• _Task instructions_
Copy the records below without altering a single word.

**** Supplied information ****

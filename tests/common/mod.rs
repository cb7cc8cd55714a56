//! In-process fake daemon for integration tests.
//!
//! Speaks just enough HTTP/1.1 to stand in for evrmored: keep-alive
//! connections, `Content-Length` request bodies, and a JSON reply chosen by
//! a handler closure. Runs on its own thread with its own current-thread
//! runtime, so blocking clients can be tested from plain `#[test]`s.

#![allow(dead_code)]

use std::net::SocketAddr;
use std::sync::atomic::{AtomicUsize, Ordering};
use std::sync::{Arc, Mutex};
use std::thread::JoinHandle;
use std::time::Duration;

use serde_json::{json, Value};
use tokio::io::{AsyncBufReadExt, AsyncReadExt, AsyncWriteExt, BufReader};
use tokio::net::{TcpListener, TcpStream};
use tokio::sync::oneshot;

use evrmore_rpc::RpcConfig;

/// A request as seen by the daemon.
#[derive(Debug, Clone)]
pub struct Request {
    pub body: Value,
    pub authorization: Option<String>,
}

impl Request {
    /// The `method` of a single request.
    pub fn method(&self) -> &str {
        self.body["method"].as_str().unwrap_or_default()
    }
}

/// What the daemon does with a request.
#[derive(Debug, Clone)]
pub enum Reply {
    /// 200 with this JSON body.
    Json(Value),
    /// Given status with this JSON body.
    Status(u16, Value),
    /// Given status, empty body.
    Empty(u16),
    /// Wait, then answer 200 with this body.
    Delayed(Duration, Value),
    /// Answer 200, then close the connection without `Connection: close`.
    JsonThenClose(Value),
    /// Write these bytes verbatim, then close.
    Raw(Vec<u8>),
    /// Close without answering.
    Hangup,
}

type Handler = Arc<dyn Fn(&Request) -> Reply + Send + Sync>;

/// Running fake daemon. Shuts down on drop.
pub struct FakeDaemon {
    addr: SocketAddr,
    accepted: Arc<AtomicUsize>,
    requests: Arc<Mutex<Vec<Request>>>,
    shutdown: Option<oneshot::Sender<()>>,
    thread: Option<JoinHandle<()>>,
}

impl FakeDaemon {
    /// Start a daemon answering every request with `handler`.
    pub fn start<F>(handler: F) -> Self
    where
        F: Fn(&Request) -> Reply + Send + Sync + 'static,
    {
        let handler: Handler = Arc::new(handler);
        let accepted = Arc::new(AtomicUsize::new(0));
        let requests = Arc::new(Mutex::new(Vec::new()));

        let std_listener = std::net::TcpListener::bind("127.0.0.1:0").expect("bind failed");
        std_listener.set_nonblocking(true).expect("set_nonblocking failed");
        let addr = std_listener.local_addr().expect("local_addr failed");

        let (shutdown_tx, mut shutdown_rx) = oneshot::channel::<()>();
        let thread = {
            let accepted = accepted.clone();
            let requests = requests.clone();
            std::thread::spawn(move || {
                let runtime = tokio::runtime::Builder::new_current_thread()
                    .enable_all()
                    .build()
                    .expect("daemon runtime");
                runtime.block_on(async move {
                    let listener = TcpListener::from_std(std_listener).expect("from_std failed");
                    loop {
                        tokio::select! {
                            _ = &mut shutdown_rx => break,
                            accepted_conn = listener.accept() => {
                                let Ok((stream, _)) = accepted_conn else { continue };
                                accepted.fetch_add(1, Ordering::SeqCst);
                                tokio::spawn(serve(stream, handler.clone(), requests.clone()));
                            }
                        }
                    }
                });
            })
        };

        Self {
            addr,
            accepted,
            requests,
            shutdown: Some(shutdown_tx),
            thread: Some(thread),
        }
    }

    /// A daemon that answers every call with `result`.
    pub fn answering(result: Value) -> Self {
        Self::start(move |req| Reply::Json(rpc_result(&req.body, result.clone())))
    }

    pub fn url(&self) -> String {
        format!("http://{}", self.addr)
    }

    /// Config pointing at this daemon with explicit credentials.
    pub fn config(&self) -> RpcConfig {
        RpcConfig::new(&self.url(), "evruser", "evrpass").expect("valid config")
    }

    /// Number of TCP connections accepted so far.
    pub fn accepted(&self) -> usize {
        self.accepted.load(Ordering::SeqCst)
    }

    pub fn requests(&self) -> Vec<Request> {
        self.requests.lock().unwrap().clone()
    }

    /// Method names in arrival order.
    pub fn methods(&self) -> Vec<String> {
        self.requests()
            .iter()
            .map(|r| r.method().to_string())
            .collect()
    }
}

impl Drop for FakeDaemon {
    fn drop(&mut self) {
        if let Some(tx) = self.shutdown.take() {
            let _ = tx.send(());
        }
        if let Some(thread) = self.thread.take() {
            let _ = thread.join();
        }
    }
}

/// A successful response to `request`, echoing its id.
pub fn rpc_result(request: &Value, result: Value) -> Value {
    json!({"result": result, "error": null, "id": request["id"]})
}

/// An error response to `request`, echoing its id.
pub fn rpc_error(request: &Value, code: i64, message: &str) -> Value {
    json!({"result": null, "error": {"code": code, "message": message}, "id": request["id"]})
}

/// Serve requests on one connection until the client goes away.
async fn serve(stream: TcpStream, handler: Handler, requests: Arc<Mutex<Vec<Request>>>) {
    let (read_half, mut writer) = stream.into_split();
    let mut reader = BufReader::new(read_half);

    while let Some(request) = read_request(&mut reader).await {
        requests.lock().unwrap().push(request.clone());

        let (status, body, close) = match handler(&request) {
            Reply::Json(body) => (200, Some(body), false),
            Reply::Status(status, body) => (status, Some(body), false),
            Reply::Empty(status) => (status, None, false),
            Reply::Delayed(delay, body) => {
                tokio::time::sleep(delay).await;
                (200, Some(body), false)
            }
            Reply::JsonThenClose(body) => (200, Some(body), true),
            Reply::Raw(bytes) => {
                let _ = writer.write_all(&bytes).await;
                return;
            }
            Reply::Hangup => return,
        };

        let payload = body.map(|b| b.to_string()).unwrap_or_default();
        let response = format!(
            "HTTP/1.1 {} {}\r\nContent-Type: application/json\r\nContent-Length: {}\r\n\r\n{}",
            status,
            reason(status),
            payload.len(),
            payload
        );
        if writer.write_all(response.as_bytes()).await.is_err() {
            return;
        }
        if close {
            return;
        }
    }
}

/// Read one request, or `None` once the connection is closed.
async fn read_request<R>(reader: &mut R) -> Option<Request>
where
    R: tokio::io::AsyncBufRead + Unpin,
{
    let mut request_line = String::new();
    if reader.read_line(&mut request_line).await.ok()? == 0 {
        return None;
    }

    let mut content_length = 0usize;
    let mut authorization = None;
    loop {
        let mut line = String::new();
        if reader.read_line(&mut line).await.ok()? == 0 {
            return None;
        }
        let trimmed = line.trim();
        if trimmed.is_empty() {
            break;
        }
        if let Some((key, value)) = trimmed.split_once(':') {
            if key.trim().eq_ignore_ascii_case("Content-Length") {
                content_length = value.trim().parse().ok()?;
            } else if key.trim().eq_ignore_ascii_case("Authorization") {
                authorization = Some(value.trim().to_string());
            }
        }
    }

    let mut body = vec![0u8; content_length];
    reader.read_exact(&mut body).await.ok()?;
    Some(Request {
        body: serde_json::from_slice(&body).ok()?,
        authorization,
    })
}

fn reason(status: u16) -> &'static str {
    match status {
        200 => "OK",
        401 => "Unauthorized",
        403 => "Forbidden",
        404 => "Not Found",
        500 => "Internal Server Error",
        _ => "Unknown",
    }
}

/// `Authorization` value a client should send for `user:password`.
pub fn basic_auth(user: &str, password: &str) -> String {
    use base64::Engine;
    format!(
        "Basic {}",
        base64::engine::general_purpose::STANDARD.encode(format!("{}:{}", user, password))
    )
}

****

• _Task solution_
filename tests/common/mod.rs
repository cb7cc8cd55714a56
//! In-process fake daemon for integration tests.
//!
//! Speaks just enough HTTP/1.1 to stand in for evrmored: keep-alive
//! connections, `Content-Length` request bodies, and a JSON reply chosen by
//! a handler closure. Runs on its own thread with its own current-thread
//! runtime, so blocking clients can be tested from plain `#[test]`s.

#![allow(dead_code)]

use std::net::SocketAddr;
use std::sync::atomic::{AtomicUsize, Ordering};
use std::sync::{Arc, Mutex};
use std::thread::JoinHandle;
use std::time::Duration;

use serde_json::{json, Value};
use tokio::io::{AsyncBufReadExt, AsyncReadExt, AsyncWriteExt, BufReader};
use tokio::net::{TcpListener, TcpStream};
use tokio::sync::oneshot;

use evrmore_rpc::RpcConfig;

/// A request as seen by the daemon.
#[derive(Debug, Clone)]
pub struct Request {
    pub body: Value,
    pub authorization: Option<String>,
}

impl Request {
    /// The `method` of a single request.
    pub fn method(&self) -> &str {
        self.body["method"].as_str().unwrap_or_default()
    }
}

/// What the daemon does with a request.
#[derive(Debug, Clone)]
pub enum Reply {
    /// 200 with this JSON body.
    Json(Value),
    /// Given status with this JSON body.
    Status(u16, Value),
    /// Given status, empty body.
    Empty(u16),
    /// Wait, then answer 200 with this body.
    Delayed(Duration, Value),
    /// Answer 200, then close the connection without `Connection: close`.
    JsonThenClose(Value),
    /// Write these bytes verbatim, then close.
    Raw(Vec<u8>),
    /// Close without answering.
    Hangup,
}

type Handler = Arc<dyn Fn(&Request) -> Reply + Send + Sync>;

/// Running fake daemon. Shuts down on drop.
pub struct FakeDaemon {
    addr: SocketAddr,
    accepted: Arc<AtomicUsize>,
    requests: Arc<Mutex<Vec<Request>>>,
    shutdown: Option<oneshot::Sender<()>>,
    thread: Option<JoinHandle<()>>,
}

impl FakeDaemon {
    /// Start a daemon answering every request with `handler`.
    pub fn start<F>(handler: F) -> Self
    where
        F: Fn(&Request) -> Reply + Send + Sync + 'static,
    {
        let handler: Handler = Arc::new(handler);
        let accepted = Arc::new(AtomicUsize::new(0));
        let requests = Arc::new(Mutex::new(Vec::new()));

        let std_listener = std::net::TcpListener::bind("127.0.0.1:0").expect("bind failed");
        std_listener.set_nonblocking(true).expect("set_nonblocking failed");
        let addr = std_listener.local_addr().expect("local_addr failed");

        let (shutdown_tx, mut shutdown_rx) = oneshot::channel::<()>();
        let thread = {
            let accepted = accepted.clone();
            let requests = requests.clone();
            std::thread::spawn(move || {
                let runtime = tokio::runtime::Builder::new_current_thread()
                    .enable_all()
                    .build()
                    .expect("daemon runtime");
                runtime.block_on(async move {
                    let listener = TcpListener::from_std(std_listener).expect("from_std failed");
                    loop {
                        tokio::select! {
                            _ = &mut shutdown_rx => break,
                            accepted_conn = listener.accept() => {
                                let Ok((stream, _)) = accepted_conn else { continue };
                                accepted.fetch_add(1, Ordering::SeqCst);
                                tokio::spawn(serve(stream, handler.clone(), requests.clone()));
                            }
                        }
                    }
                });
            })
        };

        Self {
            addr,
            accepted,
            requests,
            shutdown: Some(shutdown_tx),
            thread: Some(thread),
        }
    }

    /// A daemon that answers every call with `result`.
    pub fn answering(result: Value) -> Self {
        Self::start(move |req| Reply::Json(rpc_result(&req.body, result.clone())))
    }

    pub fn url(&self) -> String {
        format!("http://{}", self.addr)
    }

    /// Config pointing at this daemon with explicit credentials.
    pub fn config(&self) -> RpcConfig {
        RpcConfig::new(&self.url(), "evruser", "evrpass").expect("valid config")
    }

    /// Number of TCP connections accepted so far.
    pub fn accepted(&self) -> usize {
        self.accepted.load(Ordering::SeqCst)
    }

    pub fn requests(&self) -> Vec<Request> {
        self.requests.lock().unwrap().clone()
    }

    /// Method names in arrival order.
    pub fn methods(&self) -> Vec<String> {
        self.requests()
            .iter()
            .map(|r| r.method().to_string())
            .collect()
    }
}

impl Drop for FakeDaemon {
    fn drop(&mut self) {
        if let Some(tx) = self.shutdown.take() {
            let _ = tx.send(());
        }
        if let Some(thread) = self.thread.take() {
            let _ = thread.join();
        }
    }
}

/// A successful response to `request`, echoing its id.
pub fn rpc_result(request: &Value, result: Value) -> Value {
    json!({"result": result, "error": null, "id": request["id"]})
}

/// An error response to `request`, echoing its id.
pub fn rpc_error(request: &Value, code: i64, message: &str) -> Value {
    json!({"result": null, "error": {"code": code, "message": message}, "id": request["id"]})
}

/// Serve requests on one connection until the client goes away.
async fn serve(stream: TcpStream, handler: Handler, requests: Arc<Mutex<Vec<Request>>>) {
    let (read_half, mut writer) = stream.into_split();
    let mut reader = BufReader::new(read_half);

    while let Some(request) = read_request(&mut reader).await {
        requests.lock().unwrap().push(request.clone());

        let (status, body, close) = match handler(&request) {
            Reply::Json(body) => (200, Some(body), false),
            Reply::Status(status, body) => (status, Some(body), false),
            Reply::Empty(status) => (status, None, false),
            Reply::Delayed(delay, body) => {
                tokio::time::sleep(delay).await;
                (200, Some(body), false)
            }
            Reply::JsonThenClose(body) => (200, Some(body), true),
            Reply::Raw(bytes) => {
                let _ = writer.write_all(&bytes).await;
                return;
            }
            Reply::Hangup => return,
        };

        let payload = body.map(|b| b.to_string()).unwrap_or_default();
        let response = format!(
            "HTTP/1.1 {} {}\r\nContent-Type: application/json\r\nContent-Length: {}\r\n\r\n{}",
            status,
            reason(status),
            payload.len(),
            payload
        );
        if writer.write_all(response.as_bytes()).await.is_err() {
            return;
        }
        if close {
            return;
        }
    }
}

/// Read one request, or `None` once the connection is closed.
async fn read_request<R>(reader: &mut R) -> Option<Request>
where
    R: tokio::io::AsyncBufRead + Unpin,
{
    let mut request_line = String::new();
    if reader.read_line(&mut request_line).await.ok()? == 0 {
        return None;
    }

    let mut content_length = 0usize;
    let mut authorization = None;
    loop {
        let mut line = String::new();
        if reader.read_line(&mut line).await.ok()? == 0 {
            return None;
        }
        let trimmed = line.trim();
        if trimmed.is_empty() {
            break;
        }
        if let Some((key, value)) = trimmed.split_once(':') {
            if key.trim().eq_ignore_ascii_case("Content-Length") {
                content_length = value.trim().parse().ok()?;
            } else if key.trim().eq_ignore_ascii_case("Authorization") {
                authorization = Some(value.trim().to_string());
            }
        }
    }

    let mut body = vec![0u8; content_length];
    reader.read_exact(&mut body).await.ok()?;
    Some(Request {
        body: serde_json::from_slice(&body).ok()?,
        authorization,
    })
}

fn reason(status: u16) -> &'static str {
    match status {
        200 => "OK",
        401 => "Unauthorized",
        403 => "Forbidden",
        404 => "Not Found",
        500 => "Internal Server Error",
        _ => "Unknown",
    }
}

/// `Authorization` value a client should send for `user:password`.
pub fn basic_auth(user: &str, password: &str) -> String {
    use base64::Engine;
    format!(
        "Basic {}",
        base64::engine::general_purpose::STANDARD.encode(format!("{}:{}", user, password))
    )
}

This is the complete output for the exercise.